Penulis : Prof Tjandra Yoga Aditama (Direktur Pasca Sarjana Universitas YARSI, Mantan Direktur Penyakit Menular WHO Asia Tenggara)
22 Juni kemarin tercatat hampir 2000 kasus baru COVID-19, pdhl 22 Mei kasus baru 227 orang dan 23 Mei 174 orang, jadi dalam 1 bulan naik sekitar 10 kali lipat, tinggi sekali dan jelas perlu kewaspadaan, setidaknya 5 hal.
Pertama, jelas COVID-19 masih "unpredictable", dan rendahnya jumlah test (dan pemeriksaan WGS) akan membuat kita makin sulit menilai perkembangan perangai virus. Ini juga sebabnya WHO menyebut ada 3 skenario virus di 2022 (base, best, worse), dan kita belum tahu mana yang akan terjadi.
Ke dua, masker di luar ruangan jelas masih perlu, setidaknya untuk yang ber risiko.
Ada dua jenis risiko penularan. Ke satu pada mereka yang lansia, komorbid, gangguan imun, ke dua pada keadaan dimana risiko penularan lebih besar (kerumunan banyak orang, kontak dengan mereka yang bergejala). Tentu prokes secara umum harus jadi perhatian.
Ke tiga, upaya surveilan ketat dan penyelidikan epidemiologi (PE) di lapangan jelas harus ditingkatkan, sebagai salah satu dasar utama pengendalian outbreak. Kalau bisa semua atau hampir semua kasus baru tersedia data dari mana dan bagaimana sehingga sampai tertular.
Ke empat, vaksinasi lengkap kita masih 60an persen (nomor dua terendah di ASEAN, hanya di atas Myanmar), dan booster bahkan masih 23an persen.

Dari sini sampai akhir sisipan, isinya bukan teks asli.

use std::time::Instant;

use super::metrics::{PipelineMetrics, StageMetrics, TaskMetrics};
use super::stage::Stage;
use crate::errors::{WinprepError, WinprepResult};

pub struct ExecutionPlan<Ctx> {
    stages: Vec<Stage<Ctx>>,
}

impl<Ctx> ExecutionPlan<Ctx> {
    pub fn new(stages: Vec<Stage<Ctx>>) -> Self {
        Self { stages }
    }

    /// Task names in the order they will run.
    pub fn task_names(&self) -> Vec<String> {
        self.stages.iter().flat_map(|s| s.task_names()).collect()
    }

    pub fn into_stages(self) -> Vec<Stage<Ctx>> {
        self.stages
    }
}

pub struct PipelineExecutor;

impl PipelineExecutor {
    /// Run every task of every stage in order.
    ///
    /// Stops at the first failure and returns it wrapped as
    /// `WinprepError::Phase { phase: <task name> }`.
    pub async fn execute<Ctx>(plan: ExecutionPlan<Ctx>, ctx: Ctx) -> WinprepResult<PipelineMetrics>
    where
        Ctx: Clone,
    {
        let total_start = Instant::now();
        let mut stage_metrics = Vec::new();

        for stage in plan.into_stages() {
            let stage_start = Instant::now();
            let label = stage.label;
            let mut task_metrics = Vec::with_capacity(stage.tasks.len());

            tracing::debug!(stage = label, "Entering stage");

            for task in stage.tasks {
                let name = task.name().to_string();
                let task_start = Instant::now();

                if let Err(source) = task.run(ctx.clone()).await {
                    tracing::debug!(stage = label, phase = %name, "Stopping pipeline");
                    return Err(WinprepError::Phase {
                        phase: name,
                        source: Box::new(source),
                    });
                }

                task_metrics.push(TaskMetrics {
                    name,
                    duration_ms: task_start.elapsed().as_millis(),
                });
            }

            stage_metrics.push(StageMetrics {
                label,
                duration_ms: stage_start.elapsed().as_millis(),
                tasks: task_metrics,
            });
        }

        Ok(PipelineMetrics {
            total_duration_ms: total_start.elapsed().as_millis(),
            stages: stage_metrics,
        })
    }
}
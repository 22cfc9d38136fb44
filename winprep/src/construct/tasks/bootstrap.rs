//! Task: enable WinRM in the guest through the management plane.

use async_trait::async_trait;

use super::{log_task_error, task_start, task_succeeded};
use crate::construct::types::{ConstructCtx, Phase};
use crate::errors::WinprepResult;
use crate::pipeline::PipelineTask;

pub(crate) struct EnableRemoteExecTask;

#[async_trait]
impl PipelineTask<ConstructCtx> for EnableRemoteExecTask {
    async fn run(self: Box<Self>, ctx: ConstructCtx) -> WinprepResult<()> {
        let phase = Phase::EnableRemoteExec;
        task_start(&ctx, phase)?;

        ctx.enabler
            .enable()
            .await
            .inspect_err(|e| log_task_error(phase, e))?;

        task_succeeded(&ctx, phase);
        Ok(())
    }

    fn name(&self) -> &str {
        Phase::EnableRemoteExec.as_str()
    }
}
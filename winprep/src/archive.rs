//! Zip entry lookup by name suffix.
//!
//! Entries are matched against the end of their full path, so
//! `bosh-psmodules.zip` finds `StemcellAutomation/bosh-psmodules.zip`.
//! Exactly one entry must match.

use std::io::{Cursor, Read};

use zip::ZipArchive;

use crate::errors::{WinprepError, WinprepResult};

/// Upper bound on the buffer preallocated from an entry's declared size.
const MAX_PREALLOCATED_BYTES: u64 = 16 * 1024 * 1024;

/// Extracts a single named file from an in-memory archive.
pub trait Unarchiver: Send + Sync {
    fn unzip(&self, archive: &[u8], file_name: &str) -> WinprepResult<Vec<u8>>;
}

#[derive(Debug, Default, Clone, Copy)]
pub struct ZipUnarchiver;

impl Unarchiver for ZipUnarchiver {
    fn unzip(&self, archive: &[u8], file_name: &str) -> WinprepResult<Vec<u8>> {
        find_entry(archive, file_name)
    }
}

/// Return the contents of the only entry whose path ends with `suffix`.
pub fn find_entry(archive: &[u8], suffix: &str) -> WinprepResult<Vec<u8>> {
    if archive.is_empty() {
        return Err(WinprepError::InvalidArchive("archive is empty".into()));
    }

    let mut zip = ZipArchive::new(Cursor::new(archive))
        .map_err(|e| WinprepError::InvalidArchive(e.to_string()))?;

    let matches: Vec<String> = zip
        .file_names()
        .filter(|name| name.ends_with(suffix))
        .map(str::to_string)
        .collect();

    let entry_name = match matches.as_slice() {
        [] => return Err(WinprepError::EntryNotFound(suffix.to_string())),
        [only] => only,
        many => {
            return Err(WinprepError::InvalidArchive(format!(
                "{} entries match {}: {}",
                many.len(),
                suffix,
                many.join(", ")
            )));
        }
    };

    let mut entry = zip
        .by_name(entry_name)
        .map_err(|e| WinprepError::InvalidArchive(format!("{}: {}", entry_name, e)))?;

    let mut contents = Vec::with_capacity(preallocation(entry.size()));
    entry
        .read_to_end(&mut contents)
        .map_err(|e| WinprepError::InvalidArchive(format!("{}: {}", entry_name, e)))?;

    tracing::trace!(entry = %entry_name, size = contents.len(), "Extracted archive entry");
    Ok(contents)
}

/// The header size is untrusted; never reserve more than the cap.
fn preallocation(declared: u64) -> usize {
    declared.min(MAX_PREALLOCATED_BYTES) as usize
}

#[cfg(test)]
pub(crate) fn build_zip(entries: &[(&str, &[u8])]) -> Vec<u8> {
    use std::io::Write;
    use zip::write::SimpleFileOptions;

    let mut writer = zip::ZipWriter::new(Cursor::new(Vec::new()));
    for (name, data) in entries {
        writer.start_file(*name, SimpleFileOptions::default()).unwrap();
        writer.write_all(data).unwrap();
    }
    writer.finish().unwrap().into_inner()
}

#[cfg(test)]
mod tests {
    use super::*;

    #[test]
    fn test_finds_entry_by_suffix() {
        let zip = build_zip(&[
            ("StemcellAutomation/Setup.ps1", b"setup"),
            ("StemcellAutomation/bosh-psmodules.zip", b"modules"),
        ]);

        let data = find_entry(&zip, "bosh-psmodules.zip").unwrap();
        assert_eq!(data, b"modules");
    }

    #[test]
    fn test_nested_archive() {
        let inner = build_zip(&[("BOSH.WinRM/BOSH.WinRM.psm1", b"function Enable-WinRM {}")]);
        let outer = build_zip(&[("bosh-psmodules.zip", &inner)]);

        let modules = ZipUnarchiver.unzip(&outer, "bosh-psmodules.zip").unwrap();
        let script = ZipUnarchiver.unzip(&modules, "BOSH.WinRM.psm1").unwrap();
        assert_eq!(script, b"function Enable-WinRM {}");
    }

    #[test]
    fn test_missing_entry_names_it() {
        let zip = build_zip(&[("Setup.ps1", b"setup")]);

        let err = find_entry(&zip, "BOSH.WinRM.psm1").unwrap_err();
        assert!(matches!(err, WinprepError::EntryNotFound(_)));
        assert!(err.to_string().contains("BOSH.WinRM.psm1"));
    }

    #[test]
    fn test_invalid_archive_is_distinct_from_not_found() {
        let empty = find_entry(&[], "Setup.ps1").unwrap_err();
        assert!(matches!(empty, WinprepError::InvalidArchive(_)));

        let garbage = find_entry(b"this is not a zip file", "Setup.ps1").unwrap_err();
        assert!(matches!(garbage, WinprepError::InvalidArchive(_)));
        assert!(garbage.to_string().starts_with("invalid zip archive"));
    }

    #[test]
    fn test_ambiguous_suffix_rejected() {
        let zip = build_zip(&[("a/Setup.ps1", b"one"), ("b/Setup.ps1", b"two")]);

        let err = find_entry(&zip, "Setup.ps1").unwrap_err();
        assert!(matches!(err, WinprepError::InvalidArchive(_)));
    }

    #[test]
    fn test_declared_size_does_not_drive_allocation() {
        assert_eq!(preallocation(42), 42);
        assert_eq!(preallocation(u64::MAX), MAX_PREALLOCATED_BYTES as usize);
    }
}
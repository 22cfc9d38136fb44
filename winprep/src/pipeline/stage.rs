use super::task::BoxedTask;

/// A labelled group of tasks executed in order.
pub struct Stage<Ctx> {
    pub label: &'static str,
    pub tasks: Vec<BoxedTask<Ctx>>,
}

impl<Ctx> Stage<Ctx> {
    pub fn new(label: &'static str, tasks: Vec<BoxedTask<Ctx>>) -> Self {
        Self { label, tasks }
    }

    pub fn task_names(&self) -> Vec<String> {
        self.tasks.iter().map(|t| t.name().to_string()).collect()
    }
}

Jelas harus ada upaya khusus untuk ditingkatkan.
Ke lima, sudah ada negara yang melaporkan kenaikan kasus berat yang di rawat di rumah sakit. Jadi, walaupun di anggap BA.5 dan BA.4 ini secara umum lebih ringan, tetapi masyarakat yang akhirnya masuk RS harus terjamin perawatannya. Kita juga belum sepenuhnya tahu tentang ada tidaknya dampak jangka panjang pada ribuan orang yang di bulan Juni ini sudah tertular COVID-19.